Tuesday, 20 April 2010

Care in the home

http://www.ted.com/talks/eric_dishman_take_health_care_off_the_mainframe.html

The summary of this talk is that we currently have a centralised system of healthcare. People go to their GP or the hospital, have a 15-minute exam and get a treatment and then are sent out into the world again. Eric Dishman wants to take care out of the institutions and into daily life and the home.
This might work for some illnesses; acute infections that can be cured by a simple drug prescription, or broken bones because of a bad rugby tackle, but it's a grossly dysfunctional way to approach chronic conditions and ageing, which are by far the biggest burden on healthcare, and will be even bigger in the future, with an older population.

Chronic conditions wax and wane, and ageing is a gradual process. These things only get people to a doctor once the damage is done; when a pensioner has fractured his hip or after the asthma attack.
We have the technology for constant surveillance: to monitor how long it takes to recognise a friend on the telephone, and to analyse gait in the house. These things can detect subtle changes long before the patient will, and provide solid evidence of change. With such systems we won't have intelligent people getting sent away from Alzheimer's clinics because they still function well, even though they and their families know that they were once much better.
We have the basic systems (in this country: the US is worse) for care in the home. We have district nurses who visit patients who need minor care, and they do a fantastic job of freeing hospital beds, saving money and allowing people to enjoy the familiarity and comfort of their own homes.
We have GPs, who have some degree of personal knowledge of patients. But they don't get personal information, they don't necessarily know their patients well, and they typically don't make home visits.

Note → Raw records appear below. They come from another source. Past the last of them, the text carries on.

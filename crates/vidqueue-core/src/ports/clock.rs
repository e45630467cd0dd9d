//! Clock port - time abstraction.
//!
//! Lets tests pin timestamps (and therefore ULID time prefixes) with
//! `FixedClock`.

use std::sync::Arc;

use chrono::{DateTime, Utc};

/// Source of the current time.
pub trait Clock: Send + Sync {
    fn now(&self) -> DateTime<Utc>;
}

impl<C: Clock + ?Sized> Clock for Arc<C> {
    fn now(&self) -> DateTime<Utc> {
        (**self).now()
    }
}

/// Wall clock.
#[derive(Debug, Clone, Copy, Default)]
pub struct SystemClock;

impl Clock for SystemClock {
    fn now(&self) -> DateTime<Utc> {
        Utc::now()
    }
}

/// Always returns the same instant.
#[derive(Debug, Clone, Copy)]
pub struct FixedClock {
    at: DateTime<Utc>,
}

impl FixedClock {
    pub fn new(at: DateTime<Utc>) -> Self {
        Self { at }
    }
}

impl Clock for FixedClock {
    fn now(&self) -> DateTime<Utc> {
        self.at
    }
}
//! Error taxonomy.
//!
//! - `Validation`: rejected before entering the queue, never touches state.
//! - `Transfer` / `RemoteRejection`: one attempt failed; the item moves to
//!   `error` and the scheduler carries on.
//! - `Integrity`: a caller broke the contract (busy removal, unknown id,
//!   illegal transition). Fatal to that call only.

use thiserror::Error;

use super::ids::ItemId;
use super::state::ItemStatus;
use super::validation::Rejection;

#[derive(Debug, Clone, PartialEq, Eq, Error)]
pub enum UploadError {
    #[error("validation failed: {0}")]
    Validation(#[from] Rejection),

    #[error("{0}")]
    Transfer(String),

    /// Message from the remote endpoint, kept verbatim.
    #[error("{0}")]
    RemoteRejection(String),

    #[error(transparent)]
    Integrity(#[from] IntegrityError),

    #[error("upload manager has shut down")]
    Closed,
}

impl UploadError {
    /// Text stored as the work item's `error_detail`.
    pub fn detail(&self) -> String {
        self.to_string()
    }
}

#[derive(Debug, Clone, PartialEq, Eq, Error)]
pub enum IntegrityError {
    #[error("unknown work item {0}")]
    UnknownItem(ItemId),

    #[error("work item {0} is busy and cannot be removed")]
    ItemBusy(ItemId),

    #[error("work item {id} cannot move from {from} to {to}")]
    IllegalTransition {
        id: ItemId,
        from: ItemStatus,
        to: ItemStatus,
    },
}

We need to expand our system of caring for people outside of hospital (which is expensive). More nurses, more health visitors, and more automated early detection can all help prevent injury and disease.
As I know well, patients much prefer to live at home. Every nurse will remember patients moaning endlessly about wanting to go home, patients fighting to be let out, patients who are unco-operative because they're just not happy and patients who are rude. Patients refer to hospital as 'the gulag' and similar words, expressing their appreciation for incarceration.
We need patients to feel grateful for their medical care, and that will be more likely to happen when it comes as an addition to their lives, not as a replacement of their lives.

So, as Eric Dishman says, we need more research and effort to be put into home care. It is already well known to save money, despite not being as effective as it could be. With inventive home monitoring and better support the system could make patients happier and healthier (and we know that happiness has health benefits), hospitals less crowded and budgets less tight.

And if patients are seen in their own homes they won't be affected by hospital-acquired infections and epidemics. There will be much less risk of picking up a cold, C-Difficile or any of the other problems that plague the long-term bedridden.